Bedside hemofiltration (CRRT), adapted to critically ill patients or the need to do bedside (can not be moved), but there is no single water treatment hospital. CRRT generally can not be reported, only a very few provinces can (such as Zhejiang, Chengdu), you can use HDF, reimbursement rate of 45%, two HD can be reported once HDF.

Social health insurance is the state and society in accordance with certain laws and regulations, in order to provide protection to the scope of coverage of the workers in the event of illness of the basic medical needs of the protection of the social insurance system. The social insurance system is established by the state and society in accordance with certain laws and regulations.

Composition of social integrated medical insurance: the contribution base is M: the employee's wage income + allowances. The unit pays 8%M per year; the individual employee pays 2%M per year;

The unit pays 8%M:6.6%M to 7%M into the coordinated account (1%M to 1.4%M into the individual account)--inpatient costs; the individual pays 2%M:2%M into the individual account (plus the unit pays 1%M to 1.4%M)--outpatient costs

Has the following characteristics

Featured by "low level, wide coverage", the contribution is based on the low level of the vast majority of units and individuals can afford to pay, wide coverage of all urban units and workers, employees of different nature of the unit can enjoy the right to basic medical insurance. Participants can enjoy the right to basic medical insurance for the rest of their lives after completing their contribution period. Secondly, basic medical insurance is characterized by the "two sides of the burden, combined with the unified account"; the "to determine the expenditure on the basis of income, revenue and expenditure balance" as the principle.

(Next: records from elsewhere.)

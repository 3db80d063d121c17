//! Core type definitions used throughout the codebase

use serde::{Deserialize, Serialize};
use std::fmt;

/// Simulation time unit: months elapsed since construction or last reset
pub type Month = u32;

/// Unique identifier for a community
#[derive(Debug, Clone, PartialEq, Eq, Hash, Serialize, Deserialize)]
pub struct CommunityId(pub String);

impl CommunityId {
    pub fn new(id: impl Into<String>) -> Self {
        Self(id.into())
    }

    pub fn as_str(&self) -> &str {
        &self.0
    }
}

impl fmt::Display for CommunityId {
    fn fmt(&self, f: &mut fmt::Formatter<'_>) -> fmt::Result {
        write!(f, "{}", self.0)
    }
}

impl From<&str> for CommunityId {
    fn from(s: &str) -> Self {
        Self(s.to_string())
    }
}

/// Unique identifier for a household
#[derive(Debug, Clone, PartialEq, Eq, Hash, Serialize, Deserialize)]
pub struct HouseholdId(pub String);

impl HouseholdId {
    pub fn new(id: impl Into<String>) -> Self {
        Self(id.into())
    }

    pub fn as_str(&self) -> &str {
        &self.0
    }
}

impl fmt::Display for HouseholdId {
    fn fmt(&self, f: &mut fmt::Formatter<'_>) -> fmt::Result {
        write!(f, "{}", self.0)
    }
}

impl From<&str> for HouseholdId {
    fn from(s: &str) -> Self {
        Self(s.to_string())
    }
}

/// 2D position within a community's disk
#[derive(Debug, Clone, Copy, Default, PartialEq, Serialize, Deserialize)]
pub struct Vec2 {
    pub x: f64,
    pub y: f64,
}

impl Vec2 {
    pub fn new(x: f64, y: f64) -> Self {
        Self { x, y }
    }

    /// Distance from the community origin
    pub fn length(&self) -> f64 {
        (self.x * self.x + self.y * self.y).sqrt()
    }
}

The benefits are based on uniform standards. The same conditions of access, the same charges, the same treatment, there is no difference between high and low. Employees' outpatient expenses can be deducted from their personal accounts, and after the deduction, the employees will pay by themselves. Employees' hospitalization expenses are reimbursed on a pro rata basis: 86% for 10,000 RMB expenses by tertiary hospitals; 88% for 10,000 to 20,000 RMB expenses by tertiary hospitals; and 92% for 20,000 to 40,000 RMB expenses by tertiary hospitals. If the employee does not get sick for several years in a row the personal account funds can be accumulated and rolled over.

There is a basic starting deductible for each hospitalization, which is $500 for Level I hospitals, $750 for Level II hospitals, and $1,000 for Level III hospitals, and these costs are the responsibility of the employee. Category A and B drugs are reimbursed on a sliding scale, imported drugs are not reimbursed, and you have to pay for them yourself if they exceed the 40,000 yuan coverage limit.

According to the Ministry of Human Resources and Social Security, due to the different levels of economic development of each city, which leads to different levels of medical consumption and health insurance policies, for example, the three major catalogs of medicine (drug catalog, diagnostic and treatment catalogs, and medical services) are not consistent across the region, and the proportion of payment of the health insurance account and the proportion of reimbursement for hospitalization are also different. This leads to a more cumbersome review of medical insurance claims in different places.

At present, China's insured persons who seek medical treatment in other places are mainly long-term travelers and retired workers who live with their children. They are in a different place for medical treatment, need to be in the local health insurance designated hospitals to issue a referral certificate, by the patient on the medical costs of advance payment, later with the bills back to the local health insurance department for reimbursement; if the city has a different audit agency and personnel, it must be reimbursed prior to the audit of the initial examination of the signatures of the auditors.

It is understood that many areas of the country's health insurance agencies in Beijing, Shanghai, Guangzhou and other major cities have health insurance agents or personnel. This co-management mechanism has also been recognized and promoted by the Ministry of Labor and Social Security.